Answer: Thank you for your meticulous review. SZ95 sebocytes were used at 30-39 passages and at 80-90% confluence for the experiments. We added this information to the Materials and Methods (line 312-313). According to Zouboulis et al, SZ95 sebocytes show a similar epithelial morphology and can produce squalene and wax esters, as well as triglycerides and free fatty acids, even after 25–40 passages (J Invest Dermatol 113:1011-1020, 1999 & Experimental Gerontology 42 (2007) 879–886).

3. The text does not indicate the degree of confluence, which can influence the state of differentiation for those properties that are retained.

Answer: SZ95 sebocytes were used at 30-39 passages and at 80-90% confluence for the experiments. We add this information to the Materials and Methods (line 312-313).

4. Some of the characterization of responses (for example, the GO analysis) is formulaic without providing useful insight. If the authors wish to keep it, the text would be improved by relegating it to supplementary material.

Answer: Thank you for pointing this out. We transferred the results of GO analysis to supplementary material (Figure S2).

5. The idea of confirming transcriptional responses by western blotting is good, but the results vary in their ability to convince the reader. In figure 1d, for example, effects on IL1B and Claudin1 are clear, but those on CYP1A1, SCD, HMGCS1 are not. Similarly, the reader is hard pressed to see some of the differences claimed in Fig 2a and b. Perhaps quantitation would make these more convincing.  It is not clear what the reader is supposed to see in Fig 3d.

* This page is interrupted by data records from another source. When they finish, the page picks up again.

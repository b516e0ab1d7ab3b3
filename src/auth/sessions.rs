use anyhow::Context;
use async_trait::async_trait;
use rand::{distributions::Alphanumeric, Rng};
use sqlx::PgPool;
use time::{Duration, OffsetDateTime};
use tracing::debug;
use uuid::Uuid;

use crate::auth::repo_types::Session;

pub const TOKEN_LEN: usize = 48;

pub(crate) fn generate_token() -> String {
    rand::thread_rng()
        .sample_iter(&Alphanumeric)
        .take(TOKEN_LEN)
        .map(char::from)
        .collect()
}

/// Keyed session store: token -> user, with expiry.
#[async_trait]
pub trait SessionStore: Send + Sync {
    /// Start a new session for the user.
    async fn issue(&self, user_id: Uuid) -> anyhow::Result<Session>;

    /// Drop every session of the user, then issue a fresh one.
    async fn rotate(&self, user_id: Uuid) -> anyhow::Result<Session>;

    /// Resolve a live token to its user. Expired tokens are removed.
    async fn resolve(&self, token: &str) -> anyhow::Result<Option<Uuid>>;

    async fn revoke(&self, token: &str) -> anyhow::Result<()>;

    /// Remove expired sessions, returning how many were dropped.
    async fn purge_expired(&self) -> anyhow::Result<u64>;
}

#[derive(Clone)]
pub struct PgSessionStore {
    db: PgPool,
    ttl: Duration,
}

impl PgSessionStore {
    pub fn new(db: PgPool, ttl: Duration) -> Self {
        Self { db, ttl }
    }
}

#[async_trait]
impl SessionStore for PgSessionStore {
    async fn issue(&self, user_id: Uuid) -> anyhow::Result<Session> {
        let session = Session::new(user_id, self.ttl)?;
        sqlx::query(
            r#"
            INSERT INTO sessions (token, user_id, expires_at, created_at)
            VALUES ($1, $2, $3, $4)
            "#,
        )
        .bind(&session.token)
        .bind(session.user_id)
        .bind(session.expires_at)
        .bind(session.created_at)
        .execute(&self.db)
        .await
        .context("insert session")?;
        debug!(%user_id, "session issued");
        Ok(session)
    }

    async fn rotate(&self, user_id: Uuid) -> anyhow::Result<Session> {
        let session = Session::new(user_id, self.ttl)?;
        let mut tx = self.db.begin().await.context("begin tx")?;
        // serialises concurrent logins of the same user
        sqlx::query("SELECT 1 FROM users WHERE id = $1 FOR UPDATE")
            .bind(user_id)
            .execute(&mut *tx)
            .await
            .context("lock user row")?;
        sqlx::query("DELETE FROM sessions WHERE user_id = $1")
            .bind(user_id)
            .execute(&mut *tx)
            .await
            .context("delete user sessions")?;
        sqlx::query(
            r#"
            INSERT INTO sessions (token, user_id, expires_at, created_at)
            VALUES ($1, $2, $3, $4)
            "#,
        )
        .bind(&session.token)
        .bind(session.user_id)
        .bind(session.expires_at)
        .bind(session.created_at)
        .execute(&mut *tx)
        .await
        .context("insert session")?;
        tx.commit().await.context("commit tx")?;
        debug!(%user_id, "session rotated");
        Ok(session)
    }

    async fn resolve(&self, token: &str) -> anyhow::Result<Option<Uuid>> {
        let session = sqlx::query_as::<_, Session>(
            r#"
            SELECT token, user_id, expires_at, created_at
            FROM sessions
            WHERE token = $1
            "#,
        )
        .bind(token)
        .fetch_optional(&self.db)
        .await
        .context("get session")?;

        let Some(session) = session else {
            return Ok(None);
        };
        if session.is_expired(OffsetDateTime::now_utc()) {
            self.revoke(token).await?;
            return Ok(None);
        }
        Ok(Some(session.user_id))
    }

    async fn revoke(&self, token: &str) -> anyhow::Result<()> {
        sqlx::query("DELETE FROM sessions WHERE token = $1")
            .bind(token)
            .execute(&self.db)
            .await
            .context("delete session")?;
        Ok(())
    }

    async fn purge_expired(&self) -> anyhow::Result<u64> {
        let res = sqlx::query("DELETE FROM sessions WHERE expires_at <= $1")
            .bind(OffsetDateTime::now_utc())
            .execute(&self.db)
            .await
            .context("purge expired sessions")?;
        Ok(res.rows_affected())
    }
}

Answer: Thank you for pointing this out. The intensity of protein bands by western blotting was quantified (Figure 1c and Figure 2). The fluorescence intensity (blue) in Figure 3d was also calculated using the Zen software and normalized to the number of cells. We added these results to the manuscripts (line 207-208).

6. Fig 4 is quite difficult to decipher. The difference between the line labeled x200 and the line below it are not clear. While staining with CK7 and MUC1 is obvious, what the reader is supposed to see in the other sections is not.  Perhaps some arrows to direct the reader’s attention would help.

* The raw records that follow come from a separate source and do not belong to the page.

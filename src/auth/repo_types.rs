use serde::{Deserialize, Serialize};
use sqlx::FromRow;
use time::{Duration, OffsetDateTime};
use uuid::Uuid;

/// User record in the database.
#[derive(Debug, Clone, Serialize, Deserialize, FromRow)]
pub struct User {
    pub id: Uuid,
    pub name: String,
    pub last_name: String,
    pub email: String, // normalised, unique
    #[serde(skip_serializing)]
    pub password_hash: String, // argon2 PHC string
    pub created_at: OffsetDateTime,
}

/// Fields required to insert a user.
#[derive(Debug, Clone)]
pub struct NewUser {
    pub name: String,
    pub last_name: String,
    pub email: String,
    pub password_hash: String,
}

impl NewUser {
    pub fn into_user(self) -> User {
        User {
            id: Uuid::new_v4(),
            name: self.name,
            last_name: self.last_name,
            email: self.email,
            password_hash: self.password_hash,
            created_at: OffsetDateTime::now_utc(),
        }
    }
}

/// Live login session, keyed by its opaque token.
#[derive(Debug, Clone, FromRow)]
pub struct Session {
    pub token: String,
    pub user_id: Uuid,
    pub expires_at: OffsetDateTime,
    pub created_at: OffsetDateTime,
}

impl Session {
    pub fn new(user_id: Uuid, ttl: Duration) -> anyhow::Result<Self> {
        let now = OffsetDateTime::now_utc();
        let expires_at = now
            .checked_add(ttl)
            .ok_or_else(|| anyhow::anyhow!("session ttl out of range: {ttl}"))?;
        Ok(Self {
            token: super::sessions::generate_token(),
            user_id,
            expires_at,
            created_at: now,
        })
    }

    pub fn is_expired(&self, now: OffsetDateTime) -> bool {
        self.expires_at <= now
    }
}

#[cfg(test)]
mod tests {
    use super::*;

    #[test]
    fn session_expiry_is_relative_to_ttl() {
        let s = Session::new(Uuid::new_v4(), Duration::minutes(5)).unwrap();
        assert!(!s.is_expired(s.created_at));
        assert!(!s.is_expired(s.created_at + Duration::minutes(4)));
        assert!(s.is_expired(s.created_at + Duration::minutes(5)));
    }

    #[test]
    fn huge_ttl_is_an_error_not_a_panic() {
        let err = Session::new(Uuid::new_v4(), Duration::minutes(1_000_000_000_000)).unwrap_err();
        assert!(err.to_string().contains("out of range"));
    }

    #[test]
    fn password_hash_is_never_serialized() {
        let user = NewUser {
            name: "Ana".into(),
            last_name: "Lima".into(),
            email: "ana@example.com".into(),
            password_hash: "$argon2id$secret".into(),
        }
        .into_user();
        let json = serde_json::to_string(&user).unwrap();
        assert!(json.contains("ana@example.com"));
        assert!(!json.contains("argon2id"));
    }
}
use serde::{Deserialize, Serialize};
use time::OffsetDateTime;
use uuid::Uuid;

use super::repo_types::User;

/// Request body for user registration.
#[derive(Debug, Deserialize)]
#[serde(rename_all = "camelCase")]
pub struct RegisterRequest {
    pub name: String,
    pub last_name: String,
    pub email: String,
    pub password: String,
}

/// Request body for login.
#[derive(Debug, Deserialize)]
pub struct LoginRequest {
    pub email: String,
    pub password: String,
}

/// Public part of the user returned to the client.
#[derive(Debug, Serialize)]
#[serde(rename_all = "camelCase")]
pub struct PublicUser {
    pub id: Uuid,
    pub name: String,
    pub last_name: String,
    pub email: String,
    #[serde(with = "time::serde::rfc3339")]
    pub created_at: OffsetDateTime,
}

impl From<User> for PublicUser {
    fn from(u: User) -> Self {
        Self {
            id: u.id,
            name: u.name,
            last_name: u.last_name,
            email: u.email,
            created_at: u.created_at,
        }
    }
}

Answer: Thank you for pointing this out. We added arrows pointing to representative stained regions (Figure 4; line 213).

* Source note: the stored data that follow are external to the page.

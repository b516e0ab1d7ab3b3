use anyhow::Context;
use axum::{
    extract::{
        rejection::{JsonRejection, PathRejection, QueryRejection},
        Path, Query, State,
    },
    http::{header, HeaderName, HeaderValue, StatusCode},
    routing::get,
    Json, Router,
};
use tracing::{info, instrument, warn};
use uuid::Uuid;

use super::{
    dto::{
        CreateMealRequest, MealResponse, Pagination, SummaryResponse, UpdateMealRequest,
        MAX_NAME_LEN,
    },
    repo_types::{MealPatch, NewMeal},
    streak,
};
use crate::{
    auth::extractors::AuthUser,
    error::{ApiError, ApiResult},
    state::AppState,
};

pub fn read_routes() -> Router<AppState> {
    Router::new()
        .route("/meals/summary", get(get_summary))
        .route("/meals", get(list_meals))
        .route("/meals/:id", get(get_meal))
}

pub fn write_routes() -> Router<AppState> {
    Router::new()
        .route("/meals", axum::routing::post(create_meal))
        .route(
            "/meals/:id",
            axum::routing::put(update_meal).delete(delete_meal),
        )
}

fn validate_name(name: &str) -> ApiResult<String> {
    let name = name.trim();
    if name.is_empty() {
        return Err(ApiError::Validation("Meal name is required".into()));
    }
    if name.chars().count() > MAX_NAME_LEN {
        return Err(ApiError::Validation("Meal name is too long".into()));
    }
    Ok(name.to_string())
}

/// Trimmed; blank descriptions are stored as null.
fn normalize_description(description: Option<String>) -> Option<String> {
    description
        .map(|d| d.trim().to_string())
        .filter(|d| !d.is_empty())
}

fn not_found() -> ApiError {
    ApiError::NotFound("Meal not found".into())
}

#[instrument(skip(state, user, payload), fields(user_id = %user.id))]
pub async fn create_meal(
    State(state): State<AppState>,
    AuthUser(user): AuthUser,
    payload: Result<Json<CreateMealRequest>, JsonRejection>,
) -> ApiResult<(StatusCode, [(HeaderName, HeaderValue); 1], Json<MealResponse>)> {
    let Json(body) = payload?;
    let name = validate_name(&body.name).map_err(|e| {
        warn!(error = %e, "invalid meal");
        e
    })?;
    let description = normalize_description(body.description);

    let meal = state
        .meals
        .create(NewMeal {
            owner_id: user.id,
            name,
            description,
            inside_diet: body.inside_diet,
        })
        .await?;

    let location = HeaderValue::from_str(&format!("/meals/{}", meal.id))
        .context("build location header")?;

    info!(meal_id = %meal.id, inside_diet = meal.inside_diet, "meal created");
    Ok((
        StatusCode::CREATED,
        [(header::LOCATION, location)],
        Json(meal.into()),
    ))
}

#[instrument(skip(state, user, pagination), fields(user_id = %user.id))]
pub async fn list_meals(
    State(state): State<AppState>,
    AuthUser(user): AuthUser,
    pagination: Result<Query<Pagination>, QueryRejection>,
) -> ApiResult<Json<Vec<MealResponse>>> {
    let Query(pagination) = pagination?;
    let (limit, offset) = pagination.clamped();
    let meals = state.meals.list_by_owner(user.id, limit, offset).await?;
    Ok(Json(meals.into_iter().map(Into::into).collect()))
}

#[instrument(skip(state, user, id), fields(user_id = %user.id))]
pub async fn get_meal(
    State(state): State<AppState>,
    AuthUser(user): AuthUser,
    id: Result<Path<Uuid>, PathRejection>,
) -> ApiResult<Json<MealResponse>> {
    let Path(id) = id?;
    let meal = state.meals.get(user.id, id).await?.ok_or_else(not_found)?;
    Ok(Json(meal.into()))
}

#[instrument(skip(state, user, id, payload), fields(user_id = %user.id))]
pub async fn update_meal(
    State(state): State<AppState>,
    AuthUser(user): AuthUser,
    id: Result<Path<Uuid>, PathRejection>,
    payload: Result<Json<UpdateMealRequest>, JsonRejection>,
) -> ApiResult<Json<MealResponse>> {
    let Path(id) = id?;
    let Json(body) = payload?;

    let patch = MealPatch {
        name: body.name.as_deref().map(validate_name).transpose()?,
        description: body.description.map(normalize_description),
        inside_diet: body.inside_diet,
    };
    if patch.is_empty() {
        warn!(meal_id = %id, "empty meal update");
        return Err(ApiError::Validation("Nothing to update".into()));
    }

    let meal = state
        .meals
        .update(user.id, id, patch)
        .await?
        .ok_or_else(not_found)?;

    info!(meal_id = %meal.id, "meal updated");
    Ok(Json(meal.into()))
}

#[instrument(skip(state, user, id), fields(user_id = %user.id))]
pub async fn delete_meal(
    State(state): State<AppState>,
    AuthUser(user): AuthUser,
    id: Result<Path<Uuid>, PathRejection>,
) -> ApiResult<StatusCode> {
    let Path(id) = id?;
    if !state.meals.delete(user.id, id).await? {
        return Err(not_found());
    }
    info!(meal_id = %id, "meal deleted");
    Ok(StatusCode::NO_CONTENT)
}

/// Counts plus the best inside-diet streak. A user without meals gets zeros.
#[instrument(skip(state, user), fields(user_id = %user.id))]
pub async fn get_summary(
    State(state): State<AppState>,
    AuthUser(user): AuthUser,
) -> ApiResult<Json<SummaryResponse>> {
    let meals = state.meals.find_by_owner(user.id).await?;
    let summary = streak::summarize(&meals);
    info!(
        total = summary.total_meals,
        best_streak = summary.best_streak.len(),
        "summary computed"
    );
    Ok(Json(summary.into()))
}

7. Some of the tabulated items could use further explanation. For example, in Table 1, the reader has no idea of the importance of the values in the columns “Ratio” and “z-score”. Similarly, in Table 2, neither the “Activation z-score” nor the “overlap” explained in the next column are explained. Table 3 has similarly unexplained columns.

Answer: Thank you for pointing this out. We added the explanation of the terms (Table 1, Table 2 and Table 3; line 130-134, 156-159 and 163-166). 

8. The cell viability by the CCK-8 assay employed shows little if any sensitivity toward the samples, rationalizing the high exposure levels in the cultures. This seems quite unusual, leading the reader to wonder whether the CCK-8 assay is sufficiently sensitive (what it measures in not explained). Reduction of exposure level to 20 ug/ml in Figure 4 is puzzling.

Answer: Thank you for pointing this out. CCK-8 assay is a sensitive method based on WST-8 which is widely used in the detection of cell cytotoxicity (Anal. Commun., 1999, 36, 47–50).

PM2.5 was applied on the human skin model at the concentration of 20 μg/cm² in Figure 4. The concentration is similar to those used in other experiment using SZ95 sebocytes. Although there are slight differences depending on the size of cell culture plates, the concentration of 100 μg/ml can be converted into the amount close to 20 μg/cm² (17.2 μg/cm² for 100 mm plate or 20.8 μg/cm² for 6-well plate). According to our calculation, the amount of PM2.5 (20 μg/cm²) is similar to the amount accumulated on the skin (25.2 μg/cm²), assuming that all PM touching the skin surface for 1 h accumulate on the skin surface on a day with high concentration of PM2.5 (35 μg/m³; average air flow of 2 m/s).